7.1.5.1 Beneficiaries may appeal a
TQMC contractor reconsideration determination to DHA and obtain
a hearing on such appeal to the extent allowed under the procedures
in
32 CFR 199.10(d).
7.1.5.2 A non-network participating
provider may appeal a TQMC contractor reconsideration determination to
DHA and obtain a hearing on such appeal to the extent allowed under
the procedures in
32 CFR 199.10(d).
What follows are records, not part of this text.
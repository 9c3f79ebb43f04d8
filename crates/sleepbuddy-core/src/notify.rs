//! User-visible reminders.
//!
//! The tracker decides *whether* a fired trigger notifies; this module
//! decides *what* it says and hands it to a [`NotificationSink`]. Sinks are
//! best effort: the tracker logs and swallows every [`NotifyError`].

use std::process::Command;
use std::sync::Mutex;

use rand::seq::SliceRandom;
use rand::Rng;
use serde::{Deserialize, Serialize};

use crate::error::NotifyError;
use crate::goal::SleepGoal;
use crate::scheduler::TriggerKind;

#[derive(Debug, Clone, PartialEq, Eq, Serialize, Deserialize)]
pub struct Notification {
    /// Stable per kind, so a newer reminder replaces an older one.
    pub id: u32,
    pub title: String,
    pub body: String,
}

pub trait NotificationSink: Send + Sync {
    fn display(&self, notification: &Notification) -> Result<(), NotifyError>;
}

// `{bed}` is replaced with the bedtime, e.g. "10:30 PM".
const HOUR_BEFORE: &[&str] = &[
    "Hey! Just a friendly reminder: bedtime is at {bed}. Let's keep that streak alive!",
    "Your cozy bed is waiting! Get ready to wind down, just an hour left before bedtime.",
];

const HALF_HOUR_BEFORE: &[&str] = &[
    "Your dog's getting sleepy... shouldn't you be too? Bedtime is coming up in 30 minutes!",
    "Tick tock! Time to start wrapping things up. Bedtime is at {bed}, and your streak depends on it!",
];

const BEDTIME: &[&str] = &[
    "Bedtime is here! Stick to your plan and hit the hay to keep your streak going strong. Your dog is counting on you!",
    "Good night, champion! Let's make tonight count. Start winding down and start tracking when you're ready.",
];

const AFTER_BEDTIME: &[&str] = &[
    "It's past {bed} and your dog is getting grumpy. Start tracking and get some rest!",
    "Still up? Bedtime was {bed}. There's still time to save tonight's streak.",
];

const LAST_CALL: &[&str] = &[
    "Last call! Start tracking in the next few minutes or tonight won't count toward your streak.",
];

const DAILY: &[&str] = &[
    "Good afternoon! Tonight's bedtime is {bed}. Plan your evening around it.",
    "Quick check-in: your dog is looking forward to a {bed} bedtime tonight.",
];

const STOP_TRACKING: &[&str] = &[
    "Good morning! Did you forget to stop tracking? Your dog is waiting to hear how you slept.",
];

/// Notification content for a reminder kind, `None` for silent kinds.
pub fn reminder_notification<R: Rng + ?Sized>(
    kind: TriggerKind,
    goal: &SleepGoal,
    rng: &mut R,
) -> Option<Notification> {
    let (id, title, catalog) = match kind {
        TriggerKind::HourBefore => (1, "Bedtime Reminder", HOUR_BEFORE),
        TriggerKind::HalfHourBefore => (2, "Bedtime Soon", HALF_HOUR_BEFORE),
        TriggerKind::Bedtime => (3, "Time for Bed", BEDTIME),
        TriggerKind::FiveAfterBedtime => (4, "Past Bedtime", AFTER_BEDTIME),
        TriggerKind::FiftyFiveAfterBedtime => (5, "Last Call", LAST_CALL),
        TriggerKind::DailyReminder => (6, "Tonight's Bedtime", DAILY),
        TriggerKind::StopTrackingReminder => (7, "Still Tracking?", STOP_TRACKING),
        TriggerKind::BedtimeCheck
        | TriggerKind::PostSleepNeutral
        | TriggerKind::DaytimeEncouraging => return None,
    };
    let template = catalog.choose(rng).copied()?;
    let bed = goal.bed_time.format("%-I:%M %p").to_string();
    Some(Notification {
        id,
        title: title.to_string(),
        body: template.replace("{bed}", &bed),
    })
}

/// Writes notifications to the log. Used when no notifier command is set.
#[derive(Debug, Default, Clone, Copy)]
pub struct LogSink;

impl NotificationSink for LogSink {
    fn display(&self, notification: &Notification) -> Result<(), NotifyError> {
        tracing::info!(id = notification.id, title = %notification.title, "{}", notification.body);
        Ok(())
    }
}

/// Refuses everything, standing in for a user who turned notifications off.
#[derive(Debug, Default, Clone, Copy)]
pub struct MutedSink;

impl NotificationSink for MutedSink {
    fn display(&self, _notification: &Notification) -> Result<(), NotifyError> {
        Err(NotifyError::PermissionDenied)
    }
}

/// Runs an external notifier such as `notify-send` with the title and body
/// as its last two arguments.
#[derive(Debug, Clone)]
pub struct CommandSink {
    program: String,
    args: Vec<String>,
}

impl CommandSink {
    /// Split a configured command line on whitespace. Returns `None` for an
    /// empty command.
    pub fn from_command_line(line: &str) -> Option<Self> {
        let mut parts = line.split_whitespace().map(str::to_string);
        let program = parts.next()?;
        Some(Self {
            program,
            args: parts.collect(),
        })
    }

    pub fn program(&self) -> &str {
        &self.program
    }
}

impl NotificationSink for CommandSink {
    fn display(&self, notification: &Notification) -> Result<(), NotifyError> {
        let status = Command::new(&self.program)
            .args(&self.args)
            .arg(&notification.title)
            .arg(&notification.body)
            .status()?;
        if status.success() {
            Ok(())
        } else {
            Err(NotifyError::Failed(format!("{} exited with {status}", self.program)))
        }
    }
}

/// Keeps every displayed notification in memory.
#[derive(Debug, Default)]
pub struct RecordingSink {
    shown: Mutex<Vec<Notification>>,
    fail: Mutex<bool>,
}

impl RecordingSink {
    pub fn new() -> Self {
        Self::default()
    }

    /// Make subsequent `display` calls fail.
    pub fn fail(&self, fail: bool) {
        *self.fail.lock().unwrap_or_else(|e| e.into_inner()) = fail;
    }

    pub fn shown(&self) -> Vec<Notification> {
        self.shown.lock().unwrap_or_else(|e| e.into_inner()).clone()
    }

    pub fn clear(&self) {
        self.shown.lock().unwrap_or_else(|e| e.into_inner()).clear();
    }
}

impl NotificationSink for RecordingSink {
    fn display(&self, notification: &Notification) -> Result<(), NotifyError> {
        if *self.fail.lock().unwrap_or_else(|e| e.into_inner()) {
            return Err(NotifyError::Failed("recording sink set to fail".into()));
        }
        self.shown
            .lock()
            .unwrap_or_else(|e| e.into_inner())
            .push(notification.clone());
        Ok(())
    }
}

#[cfg(test)]
mod tests {
    use super::*;
    use chrono::NaiveTime;
    use rand::rngs::mock::StepRng;

    fn goal_at(h: u32, m: u32) -> SleepGoal {
        SleepGoal {
            bed_time: NaiveTime::from_hms_opt(h, m, 0).unwrap(),
            ..SleepGoal::default()
        }
    }

    #[test]
    fn hour_before_mentions_bedtime() {
        let mut rng = StepRng::new(0, 0);
        let n = reminder_notification(TriggerKind::HourBefore, &goal_at(22, 30), &mut rng).unwrap();
        assert_eq!(n.title, "Bedtime Reminder");
        assert!(n.body.contains("10:30 PM"), "{}", n.body);
    }

    #[test]
    fn silent_kinds_have_no_content() {
        let mut rng = StepRng::new(0, 1);
        for kind in [
            TriggerKind::BedtimeCheck,
            TriggerKind::PostSleepNeutral,
            TriggerKind::DaytimeEncouraging,
        ] {
            assert!(reminder_notification(kind, &SleepGoal::default(), &mut rng).is_none());
        }
    }

    #[test]
    fn notifying_kinds_have_distinct_ids() {
        let mut rng = StepRng::new(0, 1);
        let mut ids: Vec<u32> = [
            TriggerKind::HourBefore,
            TriggerKind::HalfHourBefore,
            TriggerKind::Bedtime,
            TriggerKind::FiveAfterBedtime,
            TriggerKind::FiftyFiveAfterBedtime,
            TriggerKind::DailyReminder,
            TriggerKind::StopTrackingReminder,
        ]
        .into_iter()
        .filter_map(|k| reminder_notification(k, &SleepGoal::default(), &mut rng))
        .map(|n| n.id)
        .collect();
        ids.sort_unstable();
        ids.dedup();
        assert_eq!(ids.len(), 7);
    }

    #[test]
    fn no_template_is_left_unformatted() {
        let mut rng = StepRng::new(0, 1);
        for _ in 0..4 {
            let n = reminder_notification(TriggerKind::DailyReminder, &goal_at(21, 0), &mut rng).unwrap();
            assert!(!n.body.contains("{bed}"));
        }
    }

    #[test]
    fn command_line_is_split_into_program_and_args() {
        let sink = CommandSink::from_command_line("notify-send -u critical").unwrap();
        assert_eq!(sink.program(), "notify-send");
        assert_eq!(sink.args, vec!["-u".to_string(), "critical".to_string()]);
        assert!(CommandSink::from_command_line("   ").is_none());
    }

    #[test]
    fn recording_sink_can_fail() {
        let sink = RecordingSink::new();
        let n = Notification {
            id: 1,
            title: "t".into(),
            body: "b".into(),
        };
        sink.display(&n).unwrap();
        sink.fail(true);
        assert!(sink.display(&n).is_err());
        assert_eq!(sink.shown().len(), 1);
    }

    #[test]
    fn muted_sink_reports_permission_denied() {
        let n = Notification {
            id: 1,
            title: "t".into(),
            body: "b".into(),
        };
        assert!(matches!(MutedSink.display(&n), Err(NotifyError::PermissionDenied)));
    }
}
The issue in a hearing requested
by a provider is limited to waiver of liability (i.e., whether the
provider knew or could reasonably have been expected to know that
the services were excludable) (refer to
Section 4. Because
waiver of liability applies only to services retrospectively determined
to be potentially excludable, waiver of liability will not apply
in concurrent review or preadmission or pre-procedure cases (i.e.,
non-network participating providers may request hearings only in
cases involving retrospective determinations with the issue being
limited to waiver of liability).
7.2 Further appeal of a preadmission
or pre-procedure denial to the hearing level is not permitted unless
the requested services have commenced.
7.2.1 An appeal
to a hearing where the services have not commenced is not allowed
because there would not be an adequate remedy should the hearing
final decision hold in favor of the beneficiary. This is because
the issue at hearing would be whether the medical documentation
at the time of the request for preadmission or pre-procedure demonstrated
medical necessity for the services requested.
7.2.2 A final
decision issued as a result of the hearing process (which may take
several months to complete) holding that the beneficiary met the
requirements for preadmission or pre-procedure on the date the preadmission
or pre-procedure request was made could not be implemented as the
circumstances that warranted the services at the time of the initial
request would unquestionably have changed.
8.0 CASES
REMANDED AT DHA’S DISCRETION
8.1 At the discretion of DHA, appeal
cases may be returned to the contractor for processing without the issuance
of a formal review or hearing decision. These cases will normally
involve instances in which a processing error has resulted in a
denial or partial denial of a claim; instances in which the contractor
has failed to obtain additional documentation as required by
paragraph 4.3;
instances in which the contractor has failed to address the entire
EOC; instances in which the contractor has erroneously identified
a medical necessity issue as a factual issue and vice-versa; instances
in which the contractor has failed to complete the Appeal Summary
Log; and instances in which the contractor has failed to offer appropriate
appeal rights. Also, DHA, in reviewing the appeal, may obtain information
that resolves the issues without further review by DHA. If the case
is returned for reprocessing, for record purposes the case will
be treated as a new request for reconsideration (
Chapter 1, Section 3 will apply and the returned
case will be reported for workload purposes).
8.2 The contractor
shall, if necessary, develop for additional documentation and issue
a revised reconsideration determination based on the merits of the
claim.
8.3 The contractor shall offer
additional appeal rights, if applicable.
The contractor shall maintain
the record of its reconsideration determinations in accordance with
the requirements of
Chapter 9, Section 2.
10.0 CONTRACTOR
PARTICIPATION IN THE FORMAL REVIEW AND HEARING
10.1 The contractor
shall participate in formal reviews and hearings as requested by
DHA, to include but not limited to submission of written documentation,
and serving as a witness.
10.2 The contractor shall provide
all documentation within 10 calendar days after DHA notification.
10.3 The contractor
shall participate as a witness in hearings upon notification by
DHA. DHA will advise the contractor of the time and place of the
hearing.
10.4 The contractor and the TQMC
contractor shall notify DHA of the receipt of any additional claims
or documentation and submit copies to DHA within 10 calendar days.